## DESCRIPTION OF THE TASK
Below are the records; give again exactly the line with "large text streams.", the line with "use crate::types::Notification;", and each line that lies between them, and nothing besides.

--- MATERIAL FOR THE TASK Enclosed Below ---

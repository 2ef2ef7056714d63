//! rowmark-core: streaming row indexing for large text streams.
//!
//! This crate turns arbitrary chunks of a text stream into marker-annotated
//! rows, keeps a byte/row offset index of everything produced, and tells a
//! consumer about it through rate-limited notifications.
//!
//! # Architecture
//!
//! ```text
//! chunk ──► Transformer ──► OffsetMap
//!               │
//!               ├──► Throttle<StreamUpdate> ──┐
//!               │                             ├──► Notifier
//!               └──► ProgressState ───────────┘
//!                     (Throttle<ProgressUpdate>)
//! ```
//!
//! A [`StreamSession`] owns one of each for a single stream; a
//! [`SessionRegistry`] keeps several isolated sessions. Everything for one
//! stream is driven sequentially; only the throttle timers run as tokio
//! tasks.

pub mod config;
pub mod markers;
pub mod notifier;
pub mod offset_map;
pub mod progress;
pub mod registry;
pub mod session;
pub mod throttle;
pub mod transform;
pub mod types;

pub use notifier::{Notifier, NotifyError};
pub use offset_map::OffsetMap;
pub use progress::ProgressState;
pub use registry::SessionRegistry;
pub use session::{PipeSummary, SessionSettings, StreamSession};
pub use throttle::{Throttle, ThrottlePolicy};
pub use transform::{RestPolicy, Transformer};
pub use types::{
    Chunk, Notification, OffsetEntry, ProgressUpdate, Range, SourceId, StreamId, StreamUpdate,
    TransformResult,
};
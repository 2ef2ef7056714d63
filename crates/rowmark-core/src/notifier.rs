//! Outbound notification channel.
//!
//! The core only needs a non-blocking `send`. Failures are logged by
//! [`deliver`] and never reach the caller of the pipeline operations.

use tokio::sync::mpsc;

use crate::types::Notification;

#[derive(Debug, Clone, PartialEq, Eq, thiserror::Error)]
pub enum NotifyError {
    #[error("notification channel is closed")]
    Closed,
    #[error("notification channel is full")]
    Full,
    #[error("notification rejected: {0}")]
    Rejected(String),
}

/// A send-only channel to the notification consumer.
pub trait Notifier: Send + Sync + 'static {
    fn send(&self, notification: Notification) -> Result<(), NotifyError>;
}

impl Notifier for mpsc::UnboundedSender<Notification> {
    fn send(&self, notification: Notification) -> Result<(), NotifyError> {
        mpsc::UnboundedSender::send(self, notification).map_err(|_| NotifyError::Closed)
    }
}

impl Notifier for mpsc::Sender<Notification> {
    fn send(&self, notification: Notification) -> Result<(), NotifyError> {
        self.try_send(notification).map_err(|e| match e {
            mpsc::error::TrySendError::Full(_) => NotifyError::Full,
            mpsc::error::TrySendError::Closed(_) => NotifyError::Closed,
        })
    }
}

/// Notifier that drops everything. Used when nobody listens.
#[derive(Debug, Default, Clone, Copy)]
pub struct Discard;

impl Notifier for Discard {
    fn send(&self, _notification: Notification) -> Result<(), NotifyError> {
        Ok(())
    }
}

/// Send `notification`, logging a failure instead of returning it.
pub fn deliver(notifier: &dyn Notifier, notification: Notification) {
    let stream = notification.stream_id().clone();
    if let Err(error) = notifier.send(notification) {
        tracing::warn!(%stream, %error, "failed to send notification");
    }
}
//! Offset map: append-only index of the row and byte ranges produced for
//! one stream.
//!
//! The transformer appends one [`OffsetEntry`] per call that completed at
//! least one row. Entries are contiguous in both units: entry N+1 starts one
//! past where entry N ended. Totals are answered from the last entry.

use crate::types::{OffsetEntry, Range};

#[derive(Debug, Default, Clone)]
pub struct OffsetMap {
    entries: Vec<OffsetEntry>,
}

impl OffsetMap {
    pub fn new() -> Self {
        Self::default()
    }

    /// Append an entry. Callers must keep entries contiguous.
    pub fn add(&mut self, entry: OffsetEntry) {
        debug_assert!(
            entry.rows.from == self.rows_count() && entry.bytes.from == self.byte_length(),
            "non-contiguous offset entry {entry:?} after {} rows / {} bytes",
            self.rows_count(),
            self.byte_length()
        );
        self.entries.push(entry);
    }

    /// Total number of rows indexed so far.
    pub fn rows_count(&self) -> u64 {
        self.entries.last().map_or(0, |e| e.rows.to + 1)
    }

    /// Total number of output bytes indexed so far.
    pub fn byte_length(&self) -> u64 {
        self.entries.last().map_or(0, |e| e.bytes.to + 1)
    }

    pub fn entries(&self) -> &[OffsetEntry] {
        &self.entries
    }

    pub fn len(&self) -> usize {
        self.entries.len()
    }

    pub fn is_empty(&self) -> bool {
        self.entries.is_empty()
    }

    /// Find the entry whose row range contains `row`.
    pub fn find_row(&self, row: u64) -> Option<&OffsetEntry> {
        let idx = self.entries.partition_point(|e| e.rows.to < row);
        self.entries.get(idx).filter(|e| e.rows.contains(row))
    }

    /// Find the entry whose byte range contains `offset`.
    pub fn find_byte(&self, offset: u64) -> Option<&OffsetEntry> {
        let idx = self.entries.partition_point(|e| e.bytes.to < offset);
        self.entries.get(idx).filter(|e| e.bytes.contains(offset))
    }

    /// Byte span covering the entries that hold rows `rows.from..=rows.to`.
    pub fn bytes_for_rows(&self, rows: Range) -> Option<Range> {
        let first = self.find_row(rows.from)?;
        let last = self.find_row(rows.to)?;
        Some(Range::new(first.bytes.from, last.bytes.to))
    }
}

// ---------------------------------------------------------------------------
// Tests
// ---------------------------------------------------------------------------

--- End of Enclosed MATERIAL FOR THE TASK ---

## SOLUTION TO THE EXERCISE
//! rowmark-core: streaming row indexing for large text streams.
//!
//! This crate turns arbitrary chunks of a text stream into marker-annotated
//! rows, keeps a byte/row offset index of everything produced, and tells a
//! consumer about it through rate-limited notifications.
//!
//! # Architecture
//!
//! ```text
//! chunk ──► Transformer ──► OffsetMap
//!               │
//!               ├──► Throttle<StreamUpdate> ──┐
//!               │                             ├──► Notifier
//!               └──► ProgressState ───────────┘
//!                     (Throttle<ProgressUpdate>)
//! ```
//!
//! A [`StreamSession`] owns one of each for a single stream; a
//! [`SessionRegistry`] keeps several isolated sessions. Everything for one
//! stream is driven sequentially; only the throttle timers run as tokio
//! tasks.

pub mod config;
pub mod markers;
pub mod notifier;
pub mod offset_map;
pub mod progress;
pub mod registry;
pub mod session;
pub mod throttle;
pub mod transform;
pub mod types;

pub use notifier::{Notifier, NotifyError};
pub use offset_map::OffsetMap;
pub use progress::ProgressState;
pub use registry::SessionRegistry;
pub use session::{PipeSummary, SessionSettings, StreamSession};
pub use throttle::{Throttle, ThrottlePolicy};
pub use transform::{RestPolicy, Transformer};
pub use types::{
    Chunk, Notification, OffsetEntry, ProgressUpdate, Range, SourceId, StreamId, StreamUpdate,
    TransformResult,
};
repository 2ef2ef7056714d63
filename crates/rowmark-core/src/notifier.rs
//! Outbound notification channel.
//!
//! The core only needs a non-blocking `send`. Failures are logged by
//! [`deliver`] and never reach the caller of the pipeline operations.

use tokio::sync::mpsc;

use crate::types::Notification;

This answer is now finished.